:: Data records

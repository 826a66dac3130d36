use axum::{
    Json, Router,
    extract::{Path, State},
    http::{HeaderMap, StatusCode},
    response::IntoResponse,
    routing::get,
};
use chrono::Utc;
use serde::Serialize;
use sqlx::{FromRow, sqlite::SqliteRow};

use super::auth::extract_current_user;
use super::posts::list_items;
use super::{ApiError, FieldErrors, internal_error, not_found};
use crate::content::{SlugTable, slugify, unique_slug};
use crate::models::{Category, Post, Tag, TermInput};
use crate::state::AppState;

/// A slugged label attached to posts through a join table.
pub trait Taxonomy: for<'r> FromRow<'r, SqliteRow> + Serialize + Send + Sync + Unpin + 'static {
    const TABLE: SlugTable;
    const JOIN_TABLE: &'static str;
    const JOIN_COLUMN: &'static str;
    const LABEL: &'static str;
    const HAS_DESCRIPTION: bool;
    const MAX_NAME_CHARS: usize;
}

impl Taxonomy for Category {
    const TABLE: SlugTable = SlugTable::Categories;
    const JOIN_TABLE: &'static str = "blog_post_categories";
    const JOIN_COLUMN: &'static str = "category_id";
    const LABEL: &'static str = "category";
    const HAS_DESCRIPTION: bool = true;
    const MAX_NAME_CHARS: usize = 100;
}

impl Taxonomy for Tag {
    const TABLE: SlugTable = SlugTable::Tags;
    const JOIN_TABLE: &'static str = "blog_post_tags";
    const JOIN_COLUMN: &'static str = "tag_id";
    const LABEL: &'static str = "tag";
    const HAS_DESCRIPTION: bool = false;
    const MAX_NAME_CHARS: usize = 50;
}

pub fn categories_routes() -> Router<AppState> {
    term_routes::<Category>()
}

pub fn tags_routes() -> Router<AppState> {
    term_routes::<Tag>()
}

fn term_routes<T: Taxonomy>() -> Router<AppState> {
    Router::new()
        .route("/", get(list_terms::<T>).post(create_term::<T>))
        .route(
            "/{slug}",
            get(get_term::<T>)
                .put(replace_term::<T>)
                .patch(patch_term::<T>)
                .delete(delete_term::<T>),
        )
        .route("/{slug}/posts", get(term_posts::<T>))
}

async fn fetch_term<T: Taxonomy>(state: &AppState, slug: &str) -> Result<T, ApiError> {
    sqlx::query_as::<_, T>(&format!("SELECT * FROM {} WHERE slug = ?", T::TABLE.table_name()))
        .bind(slug)
        .fetch_optional(&state.pool)
        .await
        .map_err(internal_error)?
        .ok_or_else(not_found)
}

async fn term_id(state: &AppState, table: &str, slug: &str) -> Result<i64, ApiError> {
    let row: Option<(i64,)> = sqlx::query_as(&format!("SELECT id FROM {} WHERE slug = ?", table))
        .bind(slug)
        .fetch_optional(&state.pool)
        .await
        .map_err(internal_error)?;
    row.map(|(id,)| id).ok_or_else(not_found)
}

async fn list_terms<T: Taxonomy>(State(state): State<AppState>) -> Result<impl IntoResponse, ApiError> {
    let terms = sqlx::query_as::<_, T>(&format!("SELECT * FROM {} ORDER BY id", T::TABLE.table_name()))
        .fetch_all(&state.pool)
        .await
        .map_err(internal_error)?;
    Ok(Json(terms))
}

async fn get_term<T: Taxonomy>(
    State(state): State<AppState>,
    Path(slug): Path<String>,
) -> Result<impl IntoResponse, ApiError> {
    Ok(Json(fetch_term::<T>(&state, &slug).await?))
}

/// Validates and writes a term. `existing` is `(id, current name, current slug)` on update.
async fn save_term<T: Taxonomy>(
    state: &AppState,
    existing: Option<(i64, String, String)>,
    input: TermInput,
    full: bool,
) -> Result<i64, ApiError> {
    let mut errors = FieldErrors::new();
    if full || input.name.is_some() {
        errors.require("name", input.name.as_deref());
    }
    errors.max_chars("name", input.name.as_deref(), T::MAX_NAME_CHARS);

    let exclude_id = existing.as_ref().map(|(id, _, _)| *id);
    let explicit_slug = input
        .slug
        .as_deref()
        .map(str::trim)
        .filter(|slug| !slug.is_empty())
        .map(ToString::to_string);
    if let Some(slug) = &explicit_slug {
        if !slug.chars().all(|ch| ch.is_ascii_alphanumeric() || ch == '-' || ch == '_') {
            errors.add(
                "slug",
                "Enter a valid \u{201c}slug\u{201d} consisting of letters, numbers, underscores or hyphens.",
            );
        } else if crate::content::slug::slug_exists(&state.pool, T::TABLE, slug, exclude_id)
            .await
            .map_err(internal_error)?
        {
            errors.add("slug", format!("{} with this slug already exists.", T::LABEL));
        }
    }
    errors.into_result()?;

    let name = match (&input.name, &existing) {
        (Some(name), _) => name.trim().to_string(),
        (None, Some((_, name, _))) => name.clone(),
        (None, None) => String::new(),
    };
    let slug = match (explicit_slug, &existing) {
        (Some(slug), _) => slug,
        (None, Some((_, _, slug))) if !slug.is_empty() => slug.clone(),
        _ => unique_slug(&state.pool, T::TABLE, &slugify(&name), exclude_id)
            .await
            .map_err(internal_error)?
            .ok_or_else(|| super::bad_request("Could not generate a unique slug."))?,
    };

    match existing {
        Some((id, _, _)) => {
            let mut query = sqlx::QueryBuilder::<sqlx::Sqlite>::new(format!("UPDATE {} SET name = ", T::TABLE.table_name()));
            query.push_bind(&name).push(", slug = ").push_bind(&slug);
            if T::HAS_DESCRIPTION {
                if let Some(description) = &input.description {
                    query.push(", description = ").push_bind(description);
                }
            }
            query.push(" WHERE id = ").push_bind(id);
            query.build().execute(&state.pool).await.map_err(internal_error)?;
            Ok(id)
        }
        None => {
            let result = if T::HAS_DESCRIPTION {
                sqlx::query(&format!(
                    "INSERT INTO {} (name, slug, description) VALUES (?, ?, ?)",
                    T::TABLE.table_name()
                ))
                .bind(&name)
                .bind(&slug)
                .bind(input.description.as_deref().unwrap_or_default())
                .execute(&state.pool)
                .await
            } else {
                sqlx::query(&format!("INSERT INTO {} (name, slug) VALUES (?, ?)", T::TABLE.table_name()))
                    .bind(&name)
                    .bind(&slug)
                    .execute(&state.pool)
                    .await
            };
            Ok(result.map_err(internal_error)?.last_insert_rowid())
        }
    }
}

async fn fetch_by_id<T: Taxonomy>(state: &AppState, id: i64) -> Result<T, ApiError> {
    sqlx::query_as::<_, T>(&format!("SELECT * FROM {} WHERE id = ?", T::TABLE.table_name()))
        .bind(id)
        .fetch_one(&state.pool)
        .await
        .map_err(internal_error)
}

async fn create_term<T: Taxonomy>(
    State(state): State<AppState>,
    headers: HeaderMap,
    Json(input): Json<TermInput>,
) -> Result<impl IntoResponse, ApiError> {
    extract_current_user(&state, &headers).await?;
    let id = save_term::<T>(&state, None, input, true).await?;
    tracing::info!(id, "Created {}", T::LABEL);
    Ok((StatusCode::CREATED, Json(fetch_by_id::<T>(&state, id).await?)))
}

async fn update_term<T: Taxonomy>(
    state: &AppState,
    headers: &HeaderMap,
    slug: &str,
    input: TermInput,
    full: bool,
) -> Result<T, ApiError> {
    extract_current_user(state, headers).await?;
    let row: Option<(i64, String, String)> =
        sqlx::query_as(&format!("SELECT id, name, slug FROM {} WHERE slug = ?", T::TABLE.table_name()))
            .bind(slug)
            .fetch_optional(&state.pool)
            .await
            .map_err(internal_error)?;
    let existing = row.ok_or_else(not_found)?;
    let id = save_term::<T>(state, Some(existing), input, full).await?;
    fetch_by_id::<T>(state, id).await
}

async fn replace_term<T: Taxonomy>(
    State(state): State<AppState>,
    headers: HeaderMap,
    Path(slug): Path<String>,
    Json(input): Json<TermInput>,
) -> Result<impl IntoResponse, ApiError> {
    Ok(Json(update_term::<T>(&state, &headers, &slug, input, true).await?))
}

async fn patch_term<T: Taxonomy>(
    State(state): State<AppState>,
    headers: HeaderMap,
    Path(slug): Path<String>,
    Json(input): Json<TermInput>,
) -> Result<impl IntoResponse, ApiError> {
    Ok(Json(update_term::<T>(&state, &headers, &slug, input, false).await?))
}

async fn delete_term<T: Taxonomy>(
    State(state): State<AppState>,
    headers: HeaderMap,
    Path(slug): Path<String>,
) -> Result<impl IntoResponse, ApiError> {
    extract_current_user(&state, &headers).await?;
    let id = term_id(&state, T::TABLE.table_name(), &slug).await?;
    sqlx::query(&format!("DELETE FROM {} WHERE id = ?", T::TABLE.table_name()))
        .bind(id)
        .execute(&state.pool)
        .await
        .map_err(internal_error)?;
    tracing::info!(id, "Deleted {}", T::LABEL);
    Ok(StatusCode::NO_CONTENT)
}

/// Published, due posts carrying the term.
async fn term_posts<T: Taxonomy>(
    State(state): State<AppState>,
    Path(slug): Path<String>,
) -> Result<impl IntoResponse, ApiError> {
    let id = term_id(&state, T::TABLE.table_name(), &slug).await?;
    let posts = sqlx::query_as::<_, Post>(&format!(
        r#"
        SELECT p.* FROM blog_posts p
        JOIN {join} j ON j.post_id = p.id
        WHERE j.{column} = ? AND p.status = 'published' AND p.published_at <= ?
        ORDER BY p.published_at DESC, p.id DESC
        "#,
        join = T::JOIN_TABLE,
        column = T::JOIN_COLUMN
    ))
    .bind(id)
    .bind(Utc::now())
    .fetch_all(&state.pool)
    .await
    .map_err(internal_error)?;

    Ok(Json(list_items(&state.pool, posts).await?))
}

::::

About this exercise: Above are the entries; copy every line among them that contains the word "ORDER".

Task answer:
    let terms = sqlx::query_as::<_, T>(&format!("SELECT * FROM {} ORDER BY id", T::TABLE.table_name()))
        ORDER BY p.published_at DESC, p.id DESC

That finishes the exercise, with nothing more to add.